Is it fundamentally not simple to see? 

Prior to the dissolution of the Soviet Union the world was divided into two hostile blocs, and no one knew how that protracted conflict between West and East would resolve: would there be World War Three? Would the Cold War last forever? Would there be a string of proxy wars between the two political systems like that in Korea or that in Vietnam? Lo and behold, the Soviet Union, this terrible monster, this evil empire, laid down its arms, and                                                                                                                   

  1. let go of all the central European states i.e. disbanded the Warsaw Pact (the military counterpart of NATO) and the Comecon (the economic counterpart of the EEC, the precursor of the European Union);
  2. dissolved the Union of the Soviet Socialist Republics itself;
  3. threw away Marxist-Leninist ideology;
  4. accepted capitalism with everything that this socio-economic system offers;

and while Russia – the Soviet Union’s successor – surrendered herself to the West, her President Boris Yeltsin famously said ‘God save America’ in Congress.

The astounded, mesmerised, astonished world heaved a deep sigh of relief and entertained high hopes about the peaceful future. The German rock band Scorpions encapsulated the atmosphere of that time in their winds of change song, which won enormous popularity across the Old Continent. Almost overnight events occurred that no one thought were possible. A miracle. Communism collapsed with not a single shot being fired. Annus mirabilis, indeed. That was day one. What happened on day two?

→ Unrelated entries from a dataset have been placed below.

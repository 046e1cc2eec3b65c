//! Route handlers, grouped by surface.

pub mod kpi;
pub mod rbac;
pub mod schema;
pub mod system;

use serde::Serialize;

/// Response for successful upserts.
#[derive(Debug, Serialize)]
pub struct UpsertResponse {
    pub status: &'static str,
    pub version: i64,
}

impl UpsertResponse {
    pub fn ok(version: i64) -> Self {
        Self {
            status: "ok",
            version,
        }
    }
}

On day two all Central European countries flocked to NATO. They flocked to NATO to be protected from… well, from whom? There was no Soviet Union, there was no communist colossus, there was no hostile state in the east. European Russia had shrunk to the territorial size it had during the reign of Peter I three centuries earlier, its industry was in shatters, it had huge demographic problems, it was torn by factional feuds while the state property was appropriated by individuals, not infrequently of alien ethnicity, and its armed forces were weak and demoralised. So, what protection did the central European countries need? Still, they became NATO members.

As if that was not enough, on day two the CIA began supporting Chechen rebels and operating in the Caucasus, to name just a few areas, while NATO began deploying missiles to Poland and Romania with the ridiculous story that they were there to protect central Europe against… Iranian attacks! I rubbed my eyes and did not believe my ears when I heard that justification for the deployment of missiles as it was provided to us via the many media. Stupid, isn’t it? They should have come up with a better pretext, but there you have it.

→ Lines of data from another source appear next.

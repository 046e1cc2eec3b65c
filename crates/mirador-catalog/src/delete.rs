//! Cascaded KPI deletion across the vector store, the cache, and the
//! search-index metadata.
//!
//! The vector store is the source of truth and goes first; if its delete
//! fails the other stores are not touched. Cache and index deletions are
//! best-effort: their failures are recorded in the outcome but never fail
//! the operation.

use std::sync::Arc;

use mirador_core::catalog::KpiDefinition;
use mirador_core::ids::deterministic_id;
use mirador_store::{DynMetadataCache, DynVectorBackend, QuerySpec};
use serde::Serialize;
use tracing::{debug, warn};

use crate::entity::CatalogEntity;

/// Result of one store's participation in a cascaded delete.
#[derive(Debug, Clone, Default, PartialEq, Serialize)]
pub struct StoreOutcome {
    pub found: bool,
    pub deleted: bool,
    #[serde(skip_serializing_if = "Option::is_none")]
    pub error: Option<String>,
}

/// Per-store outcomes of one cascaded delete.
#[derive(Debug, Clone, Default, Serialize)]
pub struct DeleteOutcome {
    pub vector: StoreOutcome,
    pub cache: StoreOutcome,
    pub index: StoreOutcome,
}

impl DeleteOutcome {
    /// The call succeeds iff the authoritative store did not fail.
    pub fn succeeded(&self) -> bool {
        self.vector.error.is_none()
    }
}

/// Coordinates deletion of a KPI across the three stores that may hold it.
pub struct DeleteOrchestrator {
    backend: Arc<DynVectorBackend>,
    cache: Arc<DynMetadataCache>,
    index: Arc<DynMetadataCache>,
}

impl DeleteOrchestrator {
    pub fn new(
        backend: Arc<DynVectorBackend>,
        cache: Arc<DynMetadataCache>,
        index: Arc<DynMetadataCache>,
    ) -> Self {
        Self {
            backend,
            cache,
            index,
        }
    }

    /// Delete a KPI everywhere it may live. Never returns an error; the
    /// outcome carries per-store results, and only an authoritative-store
    /// failure marks the call failed.
    pub async fn delete_kpi(&self, tenant_id: &str, kpi_id: &str) -> DeleteOutcome {
        let mut outcome = DeleteOutcome::default();

        // 1. Vector store: authoritative. Not-found is success; a failed
        //    delete aborts the cascade.
        outcome.vector = self.delete_from_vector(tenant_id, kpi_id).await;
        if outcome.vector.error.is_some() {
            warn!(
                tenant_id,
                kpi_id,
                error = ?outcome.vector.error,
                "authoritative delete failed; skipping derived stores"
            );
            return outcome;
        }

        // 2. Cache: best-effort over the known key patterns.
        outcome.cache = delete_keys(
            self.cache.as_ref(),
            &[format!("kpi:def:{kpi_id}"), format!("kpi:{kpi_id}")],
        )
        .await;

        // 3. Search-index metadata: same best-effort pattern.
        outcome.index =
            delete_keys(self.index.as_ref(), &[format!("bleve:index:{kpi_id}")]).await;

        debug!(tenant_id, kpi_id, ?outcome, "cascaded delete finished");
        outcome
    }

    async fn delete_from_vector(&self, tenant_id: &str, kpi_id: &str) -> StoreOutcome {
        let mut result = StoreOutcome::default();

        let lookup = QuerySpec::new(KpiDefinition::CLASS)
            .fields(["kpiId"])
            .where_text("tenantId", tenant_id)
            .where_text("kpiId", kpi_id)
            .limit(1);
        match self.backend.query(&lookup).await {
            Ok(rows) => result.found = !rows.is_empty(),
            Err(err) if mirador_store::is_missing_class(&err) => {
                // No class means no object; success.
                return result;
            }
            Err(err) => {
                result.error = Some(err.to_string());
                return result;
            }
        }
        if !result.found {
            return result;
        }

        let id = deterministic_id(KpiDefinition::CLASS, tenant_id, &[kpi_id]);
        match self.backend.delete_object(KpiDefinition::CLASS, id).await {
            Ok(existed) => {
                result.deleted = existed;
                result.found = existed;
            }
            Err(err) => result.error = Some(err.to_string()),
        }
        result
    }
}

/// Best-effort lookup + delete for a set of cache keys. Failures are
/// recorded but non-fatal.
async fn delete_keys(cache: &DynMetadataCache, keys: &[String]) -> StoreOutcome {
    let mut result = StoreOutcome::default();
    for key in keys {
        match cache.get(key).await {
            Ok(Some(_)) => result.found = true,
            Ok(None) => {}
            Err(err) => {
                warn!(key, error = %err, "cache lookup failed during cascade");
                result.error.get_or_insert_with(|| err.to_string());
            }
        }
        match cache.delete(key).await {
            Ok(true) => result.deleted = true,
            Ok(false) => {}
            Err(err) => {
                warn!(key, error = %err, "cache delete failed during cascade");
                result.error.get_or_insert_with(|| err.to_string());
            }
        }
    }
    result
}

Consider this historical event this way. A wild-west little settlement. The Russki posse on one side, the Yankee posse on the other. The gunslingers of both are holding their guns levelled at their opponents. The moment lasts all eternity until the Russki posse decides to give up. For whatever reason – psychological pressure, bad weather, the calculation of their chances of (not) prevailing in the shoot-out, whatever – the Russki posse lowers their hands, drops their guns, unbuckles their belts and throws them away. The Yankee posse emerges victorious. What do you think the Russki posse expects in return? Yes, you guessed it right. They expect a similar gesture. Right? But no. The Yankee posse not only does not lower their guns; no, they take over the members of the Russki posse (Poles, Czechs, Hungarians, Romanians etc.) and even take over Russki’s brother known as Ukraine and they begin to pit them all against the Russki. That’s what it all was about.

As far as I can search my memory, in between 1991 and 2022 I never heard or read in the media anything even slightly positive about Russia and things Russian. Anything to do with Russia was described as bad, ugly, repulsive, stupid, ridiculous, backward – you name it. Not one single positive piece of information about that country or its nation. Not one. I still remember the item of news just prior to the opening of the Winter Olympic Games in Sochi that the toilets in hotels for the athletes were constructed in such a way as to have two toilet bowls per cabin i.e. as to force people to – sorry for the word – defecate side by side without an intervening partition wall. And you know what? My compatriots believed in it. Eagerly.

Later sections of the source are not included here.